--- SUPPLIED MATERIAL ---

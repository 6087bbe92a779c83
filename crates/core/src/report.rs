use std::sync::Mutex;

use tracing::{debug, info, warn};

use crate::{ApiIdentifier, ReleaseStatus};

/// Progress and diagnostics emitted while mapping a release.
#[derive(Debug, Clone, PartialEq, Eq)]
pub enum MapEvent {
    FetchingRelease { release: String },
    CheckingRelease { release: String },
    CheckFinished { release: String },
    /// Rule threshold is above the cluster version; the API is still served.
    RuleSkipped { api: ApiIdentifier, threshold: String },
    Removed { api: ApiIdentifier, count: usize },
    Rewritten { api: ApiIdentifier, new_api: ApiIdentifier, count: usize },
    NoDeprecatedApis { release: String },
    DeprecatedApisFound { release: String, dry_run: bool },
    Superseding { version_name: String },
    Superseded { version_name: String },
    Creating { version_name: String },
    Created { version_name: String },
    ReleaseUpdated { release: String },
    Restored { version_name: String },
    NothingToReconcile { version_name: String, status: ReleaseStatus },
}

/// Sink for [`MapEvent`]s. Passed explicitly to every component that reports.
pub trait Reporter: Send + Sync {
    fn report(&self, event: MapEvent);
}

/// Forwards events to `tracing`.
#[derive(Debug, Clone, Copy, Default)]
pub struct TracingReporter;

impl Reporter for TracingReporter {
    fn report(&self, event: MapEvent) {
        match event {
            MapEvent::FetchingRelease { release } => info!(release = %release, "get release latest version"),
            MapEvent::CheckingRelease { release } => info!(release = %release, "check release for deprecated or removed APIs"),
            MapEvent::CheckFinished { release } => info!(release = %release, "finished checking release for deprecated or removed APIs"),
            MapEvent::RuleSkipped { api, threshold } => {
                debug!(api = %api, threshold = %threshold, "API does not require mapping; not deprecated or removed in this cluster version")
            }
            MapEvent::Removed { api, count } => info!(api = %api, count, "found instances of removed Kubernetes API; dropping them"),
            MapEvent::Rewritten { api, new_api, count } => {
                info!(api = %api, supported = %new_api, count, "found instances of deprecated or removed Kubernetes API")
            }
            MapEvent::NoDeprecatedApis { release } => info!(release = %release, "release has no deprecated or removed APIs"),
            MapEvent::DeprecatedApisFound { release, dry_run: true } => {
                info!(release = %release, "deprecated or removed APIs exist (dry run, release not updated)")
            }
            MapEvent::DeprecatedApisFound { release, dry_run: false } => {
                info!(release = %release, "deprecated or removed APIs exist, updating release")
            }
            MapEvent::Superseding { version_name } => info!(version = %version_name, "set status of release version to 'superseded'"),
            MapEvent::Superseded { version_name } => info!(version = %version_name, "release version updated successfully"),
            MapEvent::Creating { version_name } => info!(version = %version_name, "add release version with updated supported APIs"),
            MapEvent::Created { version_name } => info!(version = %version_name, "release version added successfully"),
            MapEvent::ReleaseUpdated { release } => {
                info!(release = %release, "release with deprecated or removed APIs updated successfully to new version")
            }
            MapEvent::Restored { version_name } => warn!(version = %version_name, "restored release version to 'deployed'"),
            MapEvent::NothingToReconcile { version_name, status } => {
                info!(version = %version_name, status = %status, "latest release version needs no reconciliation")
            }
        }
    }
}

/// Keeps every event in memory. Handy in tests and for callers that render their own summary.
#[derive(Debug, Default)]
pub struct CollectingReporter {
    events: Mutex<Vec<MapEvent>>,
}

impl CollectingReporter {
    pub fn new() -> Self {
        Self::default()
    }

    pub fn events(&self) -> Vec<MapEvent> {
        match self.events.lock() {
            Ok(guard) => guard.clone(),
            Err(poisoned) => poisoned.into_inner().clone(),
        }
    }
}

impl Reporter for CollectingReporter {
    fn report(&self, event: MapEvent) {
        match self.events.lock() {
            Ok(mut guard) => guard.push(event),
            Err(poisoned) => poisoned.into_inner().push(event),
        }
    }
}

---

▸ WORK REQUIRED
Look through the data and gather every line with the string "guard" in it.

▸ EXERCISE OUTPUT
            Ok(guard) => guard.clone(),
            Ok(mut guard) => guard.push(event),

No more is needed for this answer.